I liked a pared-back look that’s timeless but modern. I don’t follow trends and buy good quality pieces that are not frivolous and will last. At home, we save up for good things; we waited for four years to get the dining chairs that we really wanted – by Gio Ponti for Cassina. It makes me nervous when guests tilt back and balance on two legs as I know they’d feel terrible if they broke one.

Which architect do you most admire?

I love John Pawson’s work – it’s pure minimalism that’s almost monastic, executed with subtlety and attention to detail.

What is the worst design mistake you’ve ever made?

In Finland I saw beautiful woven paper used as upholstery on rigid wooden chairs. I bought it for loose cushions on a sofa and they looked good but kept slipping off.

What’s your next purchase?

Curtains. At the moment we have roller blinds in the living area and drapes would make it cosier, I think a little softness is required for the winter months. I’ve chosen a Danish fabric but we’re still debating about the colour – I’d go for something subdued but my husband would like something brighter.

Money no object, where would you live and in what kind of house?

I love where I live and wouldn’t change it, but if I could have a second house, it would be a little place by the sea in Deia, Majorca.

What one thing would you save from a house fire?

After my family and our dog, Moon, it would be photo albums and artwork.

Minimalist or maximalist?

I like when objects have space to breathe, so I am a minimalist although I do enjoy other people’s houses that are a bit bonkers. Even as a child I was keen on order and discipline – I didn’t like when people touched my things. I have mellowed since.

Has Covid-19 made you think about your home differently?
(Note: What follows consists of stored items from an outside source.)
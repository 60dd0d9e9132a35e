//! # archapi-cli
//!
//! Query the AUR and the Arch Linux mirror status feed from the terminal.
//!
//! Handles argument parsing, logging setup and configuration loading, then
//! dispatches to the command handlers in [`commands`].

use std::path::PathBuf;
use std::process::ExitCode;

use archapi_registry::SearchBy;
use clap::{Args, Parser, Subcommand};
use tracing::debug;
use tracing_subscriber::EnvFilter;

mod commands;
mod config;
mod output;

use commands::{CliError, CliResult, CommandContext};
use output::errors::ErrorFormatter;

/// Query the AUR and Arch Linux mirror status
#[derive(Parser, Debug)]
#[command(name = "archapi", version, about = "Query the AUR and Arch Linux mirror status")]
pub struct Cli {
    #[command(subcommand)]
    pub command: Commands,

    /// Enable verbose output
    #[arg(short, long, global = true)]
    pub verbose: bool,

    /// Print results as JSON
    #[arg(long, global = true)]
    pub json: bool,

    #[command(flatten)]
    pub overrides: ConfigOverrides,
}

/// Settings that take precedence over the config file
#[derive(Args, Debug, Default, Clone)]
pub struct ConfigOverrides {
    /// Config file (defaults to <config dir>/archapi/config.toml)
    #[arg(long, global = true, value_name = "FILE")]
    pub config: Option<PathBuf>,

    /// AUR RPC endpoint
    #[arg(long, global = true, env = "ARCHAPI_RPC_URL", value_name = "URL")]
    pub rpc_url: Option<String>,

    /// Mirror status feed
    #[arg(long, global = true, env = "ARCHAPI_MIRRORS_URL", value_name = "URL")]
    pub mirrors_url: Option<String>,

    /// Request timeout in seconds
    #[arg(long, global = true, env = "ARCHAPI_TIMEOUT", value_name = "SECS")]
    pub timeout: Option<u64>,
}

#[derive(Subcommand, Debug)]
pub enum Commands {
    /// Search AUR packages
    Search {
        /// Field to match (name, name-desc, maintainer, depends, makedepends, optdepends, checkdepends)
        #[arg(long)]
        by: Option<SearchBy>,
        term: String,
    },
    /// Show details for AUR packages
    Info {
        #[arg(required = true)]
        names: Vec<String>,
    },
    /// List mirrors from the status feed
    Mirrors {
        /// Only mirrors in this ISO country code
        #[arg(long)]
        country: Option<String>,
        /// Only mirrors serving this protocol
        #[arg(long)]
        protocol: Option<String>,
        /// Only active mirrors
        #[arg(long)]
        active: bool,
    },
}

fn main() -> ExitCode {
    let cli = Cli::parse();

    setup_logging(cli.verbose);
    debug!("Starting archapi v{}", env!("CARGO_PKG_VERSION"));

    match run_cli(cli) {
        Ok(()) => ExitCode::SUCCESS,
        Err(e) => {
            debug!(error = ?e, "command failed");
            eprint!("{}", ErrorFormatter::new().format_error(&e));
            ExitCode::FAILURE
        }
    }
}

fn run_cli(cli: Cli) -> CliResult<()> {
    let rt = tokio::runtime::Runtime::new().map_err(CliError::Runtime)?;

    rt.block_on(async {
        let config = config::load(&cli.overrides).await?;
        let ctx = CommandContext::new(&config, cli.json)?;
        commands::dispatch_command(cli.command, &ctx).await
    })
}

fn setup_logging(verbose: bool) {
    let level = if verbose { "debug" } else { "warn" };

    // RUST_LOG wins over --verbose when set
    let filter = EnvFilter::try_from_default_env().unwrap_or_else(|_| {
        EnvFilter::new(format!(
            "archapi={level},archapi_core={level},archapi_registry={level}"
        ))
    });

    tracing_subscriber::fmt()
        .with_env_filter(filter)
        .with_writer(std::io::stderr)
        .with_target(false)
        .init();
}
//! The file-backed datastore store.

use std::collections::HashMap;
use std::fs;
use std::path::{Path, PathBuf};

use serde::{Deserialize, Serialize};
use tracing::{debug, info};

use canopy_core::{ClientId, Modstate};
use canopy_tree::{ConfigTree, NodeRepr};

use crate::error::{StoreError, StoreResult};

/// On-disk envelope of one datastore.
#[derive(Debug, Serialize, Deserialize)]
struct DatastoreFile {
    /// Module revisions the content was authored against.
    #[serde(skip_serializing_if = "Option::is_none", default)]
    modstate: Option<Modstate>,
    /// The configuration tree.
    config: NodeRepr,
}

/// A directory of named datastores with locks and dirty bits.
#[derive(Debug)]
pub struct DatastoreStore {
    dir: PathBuf,
    locks: HashMap<String, ClientId>,
    dirty: HashMap<String, bool>,
}

impl DatastoreStore {
    /// Open (creating if needed) a store directory.
    pub fn open(dir: impl Into<PathBuf>) -> StoreResult<Self> {
        let dir = dir.into();
        fs::create_dir_all(&dir)?;
        Ok(Self {
            dir,
            locks: HashMap::new(),
            dirty: HashMap::new(),
        })
    }

    /// The store directory.
    pub fn dir(&self) -> &Path {
        &self.dir
    }

    fn file_path(&self, name: &str) -> PathBuf {
        self.dir.join(format!("{}.json", name))
    }

    // ========== Files ==========

    /// True if the datastore has a file.
    pub fn exists(&self, name: &str) -> bool {
        self.file_path(name).exists()
    }

    /// Load a datastore: tree plus its embedded module-state record.
    ///
    /// The tree comes back unbound and unsorted; callers bind against
    /// the schema they are upgrading to.
    pub fn load(&self, name: &str) -> StoreResult<(ConfigTree, Option<Modstate>)> {
        let path = self.file_path(name);
        let bytes = match fs::read_to_string(&path) {
            Ok(b) => b,
            Err(e) if e.kind() == std::io::ErrorKind::NotFound => {
                return Err(StoreError::NotFound(name.to_string()))
            }
            Err(e) => return Err(e.into()),
        };
        let file: DatastoreFile = serde_json::from_str(&bytes)?;
        let tree = ConfigTree::from_repr(&file.config)?;
        debug!(db = name, "datastore loaded");
        Ok((tree, file.modstate))
    }

    /// Save a tree as the datastore's new content, atomically
    /// (write-then-rename).
    pub fn save(
        &mut self,
        name: &str,
        tree: &ConfigTree,
        modstate: Option<&Modstate>,
    ) -> StoreResult<()> {
        let file = DatastoreFile {
            modstate: modstate.cloned(),
            config: tree.to_repr(tree.root())?,
        };
        let mut bytes = serde_json::to_string_pretty(&file)?;
        bytes.push('\n');
        self.write_atomic(&self.file_path(name), &bytes)?;
        debug!(db = name, "datastore saved");
        Ok(())
    }

    fn write_atomic(&self, path: &Path, contents: &str) -> StoreResult<()> {
        let tmp = path.with_extension("json.tmp");
        fs::write(&tmp, contents)?;
        fs::rename(&tmp, path)?;
        Ok(())
    }

    /// Copy one datastore file onto another (content and modstate).
    pub fn copy(&mut self, src: &str, dst: &str) -> StoreResult<()> {
        let path = self.file_path(src);
        let bytes = match fs::read_to_string(&path) {
            Ok(b) => b,
            Err(e) if e.kind() == std::io::ErrorKind::NotFound => {
                return Err(StoreError::NotFound(src.to_string()))
            }
            Err(e) => return Err(e.into()),
        };
        self.write_atomic(&self.file_path(dst), &bytes)?;
        debug!(src, dst, "datastore copied");
        Ok(())
    }

    /// Reset a datastore to an empty tree.
    pub fn reset(&mut self, name: &str, modstate: Option<&Modstate>) -> StoreResult<()> {
        info!(db = name, "datastore reset");
        self.save(name, &ConfigTree::new(), modstate)?;
        self.dirty.insert(name.to_string(), false);
        Ok(())
    }

    /// Delete a datastore file. Missing files are fine.
    pub fn delete(&mut self, name: &str) -> StoreResult<()> {
        match fs::remove_file(self.file_path(name)) {
            Ok(()) => {
                debug!(db = name, "datastore deleted");
                Ok(())
            }
            Err(e) if e.kind() == std::io::ErrorKind::NotFound => Ok(()),
            Err(e) => Err(e.into()),
        }
    }

    // ========== Locks ==========

    /// The session holding the lock, 0 when unlocked.
    pub fn locked_by(&self, name: &str) -> ClientId {
        self.locks.get(name).copied().unwrap_or(0)
    }

    /// Take the advisory lock for a client.
    pub fn lock(&mut self, name: &str, client: ClientId) -> StoreResult<()> {
        let holder = self.locked_by(name);
        if holder != 0 && holder != client {
            return Err(StoreError::LockHeld {
                db: name.to_string(),
                holder,
            });
        }
        self.locks.insert(name.to_string(), client);
        Ok(())
    }

    /// Release the lock held by a client.
    pub fn unlock(&mut self, name: &str, client: ClientId) -> StoreResult<()> {
        let holder = self.locked_by(name);
        if holder != client {
            return Err(StoreError::NotHolder {
                db: name.to_string(),
                client,
            });
        }
        self.locks.remove(name);
        Ok(())
    }

    /// Drop every lock a disconnecting session holds.
    pub fn unlock_all(&mut self, client: ClientId) {
        self.locks.retain(|_, holder| *holder != client);
    }

    // ========== Dirty bits ==========

    /// True if the datastore was mutated since its last save point.
    pub fn modified(&self, name: &str) -> bool {
        self.dirty.get(name).copied().unwrap_or(false)
    }

    /// Set or clear the dirty bit.
    pub fn set_modified(&mut self, name: &str, dirty: bool) {
        self.dirty.insert(name.to_string(), dirty);
    }
}

#[cfg(test)]
mod tests {
    use super::*;

    fn sample_tree() -> ConfigTree {
        let mut tree = ConfigTree::new();
        let root = tree.root();
        let system = tree.add_element(root, "system", Some("urn:example:sys")).unwrap();
        tree.add_leaf(system, "hostname", None, "router1").unwrap();
        tree
    }

    #[test]
    fn test_save_load_round_trip() {
        // GIVEN
        let dir = tempfile::tempdir().unwrap();
        let mut store = DatastoreStore::open(dir.path()).unwrap();
        let tree = sample_tree();
        let mut ms = Modstate::new();
        ms.push("sys", "urn:example:sys", canopy_core::Revision(20240115));

        // WHEN
        store.save("candidate", &tree, Some(&ms)).unwrap();
        let (loaded, loaded_ms) = store.load("candidate").unwrap();

        // THEN
        assert!(tree.deep_equal(&loaded));
        assert_eq!(loaded_ms, Some(ms));
    }

    #[test]
    fn test_load_missing_is_not_found() {
        let dir = tempfile::tempdir().unwrap();
        let store = DatastoreStore::open(dir.path()).unwrap();
        assert!(matches!(
            store.load("running"),
            Err(StoreError::NotFound(_))
        ));
    }

    #[test]
    fn test_copy_carries_modstate() {
        // GIVEN
        let dir = tempfile::tempdir().unwrap();
        let mut store = DatastoreStore::open(dir.path()).unwrap();
        let mut ms = Modstate::new();
        ms.push("sys", "urn:example:sys", canopy_core::Revision(20240115));
        store.save("candidate", &sample_tree(), Some(&ms)).unwrap();

        // WHEN
        store.copy("candidate", "running").unwrap();

        // THEN
        let (tree, loaded_ms) = store.load("running").unwrap();
        assert!(tree.deep_equal(&sample_tree()));
        assert_eq!(loaded_ms, Some(ms));
    }

    #[test]
    fn test_reset_writes_empty_tree() {
        // GIVEN
        let dir = tempfile::tempdir().unwrap();
        let mut store = DatastoreStore::open(dir.path()).unwrap();
        store.save("running", &sample_tree(), None).unwrap();

        // WHEN
        store.reset("running", None).unwrap();

        // THEN
        let (tree, _) = store.load("running").unwrap();
        assert!(tree.is_empty());
    }

    #[test]
    fn test_delete_is_idempotent() {
        let dir = tempfile::tempdir().unwrap();
        let mut store = DatastoreStore::open(dir.path()).unwrap();
        store.save("tmp", &sample_tree(), None).unwrap();
        store.delete("tmp").unwrap();
        store.delete("tmp").unwrap();
        assert!(!store.exists("tmp"));
    }

    #[test]
    fn test_lock_semantics() {
        // GIVEN
        let dir = tempfile::tempdir().unwrap();
        let mut store = DatastoreStore::open(dir.path()).unwrap();

        // WHEN - session 1 locks, session 2 tries
        store.lock("running", 1).unwrap();
        let denied = store.lock("running", 2);

        // THEN
        assert!(matches!(denied, Err(StoreError::LockHeld { holder: 1, .. })));
        assert_eq!(store.locked_by("running"), 1);

        // Relocking by the holder is fine; unlocking by others is not.
        store.lock("running", 1).unwrap();
        assert!(matches!(
            store.unlock("running", 2),
            Err(StoreError::NotHolder { .. })
        ));
        store.unlock("running", 1).unwrap();
        assert_eq!(store.locked_by("running"), 0);
    }

    #[test]
    fn test_unlock_all_for_session() {
        let dir = tempfile::tempdir().unwrap();
        let mut store = DatastoreStore::open(dir.path()).unwrap();
        store.lock("running", 5).unwrap();
        store.lock("candidate", 5).unwrap();
        store.lock("startup", 6).unwrap();

        store.unlock_all(5);

        assert_eq!(store.locked_by("running"), 0);
        assert_eq!(store.locked_by("candidate"), 0);
        assert_eq!(store.locked_by("startup"), 6);
    }

    #[test]
    fn test_dirty_bit() {
        let dir = tempfile::tempdir().unwrap();
        let mut store = DatastoreStore::open(dir.path()).unwrap();
        assert!(!store.modified("candidate"));
        store.set_modified("candidate", true);
        assert!(store.modified("candidate"));
        store.set_modified("candidate", false);
        assert!(!store.modified("candidate"));
    }
}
I worked from home at times pre-Covid and found it difficult – having a work space in your house is a constant reminder of what needs to be done. For me, having a shed in the garden, or somewhere separate, if you have the room, is preferable. Personally I would prefer to go to an office.

We have a forecourt in front of our house and Covid has inspired us to turn it from parking space into a communal garden, making the car secondary rather than primary.

Do you DIY?

I’m quite into DIY but I draw the line at plumbing. My husband is pretty good too – he installed the decking at the back.